Really, I would have shown her, but she wasn't there this morning when I was there. Too bad, since I had another reason besides showing how well I picked up the ideas. She works in sterling. Period. End of discussion. I play around. I think the color selection is about ten now, if you count the two different shades of what were supposed to be identical spools. (Nevermind, I just keep them separate.) Her final comment to me yesterday had been a scornful (teasingly, I hope) "You and your colors!" So one of my bracelets had been a combination of red, white, and "flag" blue. I used it in the pattern variation that looks like a bar, then a ball, then bar, ball, bar, ball, etc. I decided the bars would be white, and the balls alternating red or blue. I wanted to see her reaction.
Really, really, really wanted to see it!
I can't now. Not unless I make another one, which just may be today's project. But the one is gone. Sold.
We were in the selection or jurying process, which serves as a quality check on what goes into the store, with rejections coming back with comments and suggestions so we can do better next time, or fix and resubmit. Examples might be something sharp, scratched, too flimsy, needing polishing, or not having the mark designating something as "sterling" if it is. Design is not judged, being left up to the artist and potential customers.

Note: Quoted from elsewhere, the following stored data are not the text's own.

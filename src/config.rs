use std::fmt;

/// 网关启动配置，全部来自环境变量
#[derive(Debug, Clone)]
pub struct GatewayConfig {
    /// 监听端口
    pub port: u16,
    /// 管理接口的后门密钥
    pub hermes_secret: String,
    /// SQLite 数据库文件路径
    pub db_path: String,
    /// 限流窗口内最大请求数
    pub rate_limit_max: u32,
    /// 限流窗口长度（秒）
    pub rate_limit_window: u32,
}

/// 环境变量取值非法时的错误
#[derive(Debug)]
pub struct ConfigError {
    pub variable: &'static str,
    pub value: String,
}

impl fmt::Display for ConfigError {
    fn fmt(&self, f: &mut fmt::Formatter<'_>) -> fmt::Result {
        write!(f, "invalid value for {}: {:?}", self.variable, self.value)
    }
}

impl std::error::Error for ConfigError {}

fn env_number<T: std::str::FromStr>(name: &'static str, default: T) -> Result<T, ConfigError> {
    match std::env::var(name) {
        Ok(raw) => raw.trim().parse::<T>().map_err(|_| ConfigError {
            variable: name,
            value: raw,
        }),
        Err(_) => Ok(default),
    }
}

impl Default for GatewayConfig {
    fn default() -> Self {
        Self {
            port: 8000,
            hermes_secret: "hermes-secret-key".to_string(),
            db_path: "hermes.db".to_string(),
            rate_limit_max: 60,
            rate_limit_window: 60,
        }
    }
}

impl GatewayConfig {
    /// 从环境变量读取配置
    pub fn from_env() -> Result<Self, ConfigError> {
        let defaults = Self::default();
        let rate_limit_max: u32 = env_number("RATE_LIMIT_MAX", defaults.rate_limit_max)?;
        let rate_limit_window: u32 = env_number("RATE_LIMIT_WINDOW", defaults.rate_limit_window)?;

        if rate_limit_max == 0 {
            return Err(ConfigError {
                variable: "RATE_LIMIT_MAX",
                value: "0".to_string(),
            });
        }
        if rate_limit_window == 0 {
            return Err(ConfigError {
                variable: "RATE_LIMIT_WINDOW",
                value: "0".to_string(),
            });
        }

        Ok(Self {
            port: env_number("PORT", defaults.port)?,
            hermes_secret: std::env::var("HERMES_SECRET").unwrap_or(defaults.hermes_secret),
            db_path: std::env::var("DB_PATH").unwrap_or(defaults.db_path),
            rate_limit_max,
            rate_limit_window,
        })
    }

    /// 数据库连接串（文件不存在时自动创建）
    pub fn db_url(&self) -> String {
        format!("sqlite://{}?mode=rwc", self.db_path)
    }
}
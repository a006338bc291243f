pub mod crypto;
pub mod gateway_key;

pub use gateway_key::*;
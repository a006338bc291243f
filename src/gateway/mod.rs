pub mod breaker;
pub mod dispatcher;
pub mod limiter;
pub mod normalizer;
pub mod proxy;
pub mod registry;
pub mod scorer;
pub mod sink;
pub mod sync;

A store customer wanted something that would work as a child's bracelet, and it sold before it even made it through jurying. Someone from the store knew it was in this morning and ready for evaluation, so brought the customer back to check it out. It was a bit big, but we showed her how it could be fastened to a different link than the end one, leaving a dangle, and be something that could be grown into, should the kid not lose it. Or something. She bought it on sight, and now has my name and number to custom order more, if she likes the other possibilities I can offer.
Such success could be heady, but I'm well aware I'm just starting to handle this pattern. Using the tri-color design actually taught me where the stray links are getting misplaced, just by having a separate color. So it wasn't just for grins and giggles, it turns out. That difficulty sorting through the loops may well be part of the reason it's nicknamed the idiot's chain. The solid design is known, at least in the club, as the full byzantine. And the real demonstration of skill in either pattern variation is being able to do it in links so tiny that the fully assembled 3-D product is about as thick a pull cord on a set of window blinds.
Maybe it's time for that annual eye exam for new glasses. And smaller toothpicks.